Ariel Castro listens in the courtroom during the sentencing phase Thursday, Aug. 1, 2013, in Cleveland. Three months after an Ohio woman kicked out part of a door to end nearly a decade of captivity, Castro, a onetime school bus driver faces sentencing for kidnapping three women and subjecting them to years of sexual and physical abuse. (AP Photo)

Before being sentenced to life in prison without the possibility of parole, Cleveland kidnapper Ariel Castro offered a rambling and oftentimes incoherent defense of his decision to kidnap, rape, and hold three women prisoner in his home for years.

"I've been a musician for a long time. To be a musician and to be a monster, I don't think I can handle that. I'm a happy person inside,” he said. "I'm not a violent person. I drove a school bus, I was a musician, I had a family. I do have value for human life because every time I came home, I would be so glad for the situation."

"My daughter, she just made every day for me after she was born. She never saw any violence going on in that house. … She'd probably say 'My dad is the best dad in the world,’” he continued. "I'm a normal person, I'm just sick. I have an addiction, just like an alcoholic has an addiction. Alcoholics cannot control their addiction."

Sure, because having a chemical addiction is just like maintaining a sex dungeon.

"Most of the sex that went on in the house and probably all of it was consensual. These allegations about being forceful on them, it's totally wrong. There were times they would ask me for sex,” he said, apparently unaware that he entered a plea of “guilty.”

"I did not prey on these women, I just acted on my sexual instincts because of my addiction. ... God as my witness, I never beat these women. I never tortured them,” he added.

He even blamed the FBI, saying that he felt the agency had “let the girls down” because it never asked him about their whereabouts.

"We had a lot of harmony going on in that home and if you've seen the YouTube video of Amanda this weekend, that proves that girl did not go through no torture. … If that was true, do you think she would be out partying already and having fun? ... All the victims are happy,” he continued.

He concluded by saying he was sorry for his supposedly uncontrollable addiction.
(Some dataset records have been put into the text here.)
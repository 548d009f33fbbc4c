//! WGS 84 / UTM projection (EPSG:326xx and EPSG:327xx).
//!
//! Forward and inverse transverse Mercator series from Snyder,
//! "Map Projections: A Working Manual" (USGS PP 1395), pp. 61-64.
//! Accurate to well under a metre inside a zone, which is far below the
//! 30 m DEM grid it is used to resample.

use crate::BBox;

const A: f64 = 6_378_137.0;
const F: f64 = 1.0 / 298.257_223_563;
const K0: f64 = 0.9996;
const FALSE_EASTING: f64 = 500_000.0;
const FALSE_NORTHING_SOUTH: f64 = 10_000_000.0;

/// Points sampled along each bbox edge when projecting it.
const EDGE_SAMPLES: usize = 21;

/// A UTM zone on the WGS 84 datum.
#[derive(Debug, Clone, Copy, PartialEq, Eq)]
pub struct UtmZone {
    /// Zone number, 1-60.
    pub zone: u8,
    /// Northern hemisphere.
    pub north: bool,
}

impl UtmZone {
    /// Zone containing a longitude/latitude.
    pub fn for_point(lon: f64, lat: f64) -> Self {
        let zone = (((lon + 180.0) / 6.0).floor() as i32 + 1).clamp(1, 60) as u8;
        Self {
            zone,
            north: lat >= 0.0,
        }
    }

    /// Zone estimated from the centre of a bounding box.
    pub fn estimate(bbox: &BBox) -> Self {
        let (lon, lat) = bbox.center();
        Self::for_point(lon, lat)
    }

    /// EPSG code of this zone.
    pub fn epsg(&self) -> u16 {
        let base = if self.north { 32600 } else { 32700 };
        base + self.zone as u16
    }

    fn central_meridian(&self) -> f64 {
        (self.zone as f64 - 1.0) * 6.0 - 180.0 + 3.0
    }

    fn false_northing(&self) -> f64 {
        if self.north {
            0.0
        } else {
            FALSE_NORTHING_SOUTH
        }
    }

    /// Project longitude/latitude (degrees) to easting/northing (metres).
    pub fn forward(&self, lon: f64, lat: f64) -> (f64, f64) {
        let e2 = F * (2.0 - F);
        let ep2 = e2 / (1.0 - e2);
        let phi = lat.to_radians();
        let (sin_phi, cos_phi) = phi.sin_cos();
        let tan_phi = phi.tan();

        let n = A / (1.0 - e2 * sin_phi * sin_phi).sqrt();
        let t = tan_phi * tan_phi;
        let c = ep2 * cos_phi * cos_phi;
        let a = cos_phi * (lon - self.central_meridian()).to_radians();
        let m = meridian_arc(phi, e2);

        let a2 = a * a;
        let a3 = a2 * a;
        let a4 = a3 * a;
        let a5 = a4 * a;
        let a6 = a5 * a;

        let x = FALSE_EASTING
            + K0 * n
                * (a + (1.0 - t + c) * a3 / 6.0
                    + (5.0 - 18.0 * t + t * t + 72.0 * c - 58.0 * ep2) * a5 / 120.0);
        let y = self.false_northing()
            + K0 * (m
                + n * tan_phi
                    * (a2 / 2.0
                        + (5.0 - t + 9.0 * c + 4.0 * c * c) * a4 / 24.0
                        + (61.0 - 58.0 * t + t * t + 600.0 * c - 330.0 * ep2) * a6 / 720.0));
        (x, y)
    }

    /// Unproject easting/northing (metres) to longitude/latitude (degrees).
    pub fn inverse(&self, x: f64, y: f64) -> (f64, f64) {
        let e2 = F * (2.0 - F);
        let ep2 = e2 / (1.0 - e2);
        let e4 = e2 * e2;
        let e6 = e4 * e2;

        let m = (y - self.false_northing()) / K0;
        let mu = m / (A * (1.0 - e2 / 4.0 - 3.0 * e4 / 64.0 - 5.0 * e6 / 256.0));
        let sqrt_1me2 = (1.0 - e2).sqrt();
        let e1 = (1.0 - sqrt_1me2) / (1.0 + sqrt_1me2);

        let phi1 = mu
            + (3.0 * e1 / 2.0 - 27.0 * e1.powi(3) / 32.0) * (2.0 * mu).sin()
            + (21.0 * e1 * e1 / 16.0 - 55.0 * e1.powi(4) / 32.0) * (4.0 * mu).sin()
            + (151.0 * e1.powi(3) / 96.0) * (6.0 * mu).sin()
            + (1097.0 * e1.powi(4) / 512.0) * (8.0 * mu).sin();

        let (sin_phi1, cos_phi1) = phi1.sin_cos();
        let tan_phi1 = phi1.tan();
        let denom = 1.0 - e2 * sin_phi1 * sin_phi1;
        let n1 = A / denom.sqrt();
        let t1 = tan_phi1 * tan_phi1;
        let c1 = ep2 * cos_phi1 * cos_phi1;
        let r1 = A * (1.0 - e2) / denom.powf(1.5);
        let d = (x - FALSE_EASTING) / (n1 * K0);

        let d2 = d * d;
        let d3 = d2 * d;
        let d4 = d3 * d;
        let d5 = d4 * d;
        let d6 = d5 * d;

        let phi = phi1
            - (n1 * tan_phi1 / r1)
                * (d2 / 2.0
                    - (5.0 + 3.0 * t1 + 10.0 * c1 - 4.0 * c1 * c1 - 9.0 * ep2) * d4 / 24.0
                    + (61.0 + 90.0 * t1 + 298.0 * c1 + 45.0 * t1 * t1
                        - 252.0 * ep2
                        - 3.0 * c1 * c1)
                        * d6
                        / 720.0);
        let lambda = (d - (1.0 + 2.0 * t1 + c1) * d3 / 6.0
            + (5.0 - 2.0 * c1 + 28.0 * t1 - 3.0 * c1 * c1 + 8.0 * ep2 + 24.0 * t1 * t1) * d5
                / 120.0)
            / cos_phi1;

        (
            self.central_meridian() + lambda.to_degrees(),
            phi.to_degrees(),
        )
    }

    /// Projected extent of a geographic bbox as (min_x, min_y, max_x, max_y).
    ///
    /// Edges are densified since straight lines in degrees bow in UTM.
    pub fn project_bbox(&self, bbox: &BBox) -> (f64, f64, f64, f64) {
        let mut min_x = f64::INFINITY;
        let mut min_y = f64::INFINITY;
        let mut max_x = f64::NEG_INFINITY;
        let mut max_y = f64::NEG_INFINITY;

        for i in 0..EDGE_SAMPLES {
            let f = i as f64 / (EDGE_SAMPLES - 1) as f64;
            let lon = bbox.west + f * (bbox.east - bbox.west);
            let lat = bbox.south + f * (bbox.north - bbox.south);
            for (px, py) in [
                (lon, bbox.south),
                (lon, bbox.north),
                (bbox.west, lat),
                (bbox.east, lat),
            ] {
                let (x, y) = self.forward(px, py);
                min_x = min_x.min(x);
                min_y = min_y.min(y);
                max_x = max_x.max(x);
                max_y = max_y.max(y);
            }
        }
        (min_x, min_y, max_x, max_y)
    }
}

/// Distance along the meridian from the equator to latitude `phi` (radians).
fn meridian_arc(phi: f64, e2: f64) -> f64 {
    let e4 = e2 * e2;
    let e6 = e4 * e2;
    A * ((1.0 - e2 / 4.0 - 3.0 * e4 / 64.0 - 5.0 * e6 / 256.0) * phi
        - (3.0 * e2 / 8.0 + 3.0 * e4 / 32.0 + 45.0 * e6 / 1024.0) * (2.0 * phi).sin()
        + (15.0 * e4 / 256.0 + 45.0 * e6 / 1024.0) * (4.0 * phi).sin()
        - (35.0 * e6 / 3072.0) * (6.0 * phi).sin())
}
"I just hope that [the victims] find it in their hearts to forgive me and to maybe do some research for people who have addictions so they can see how that addiction takes over their lives,” he said.

Judge Michael Russo was not impressed with Castro’s defense -- especially the part about there being a lot of "harmony" in the house.

"I'm not sure there's anyone in America that would agree with you," he said before tacking 1,000 years and a fine of $100,000 on to Castro’s life sentence.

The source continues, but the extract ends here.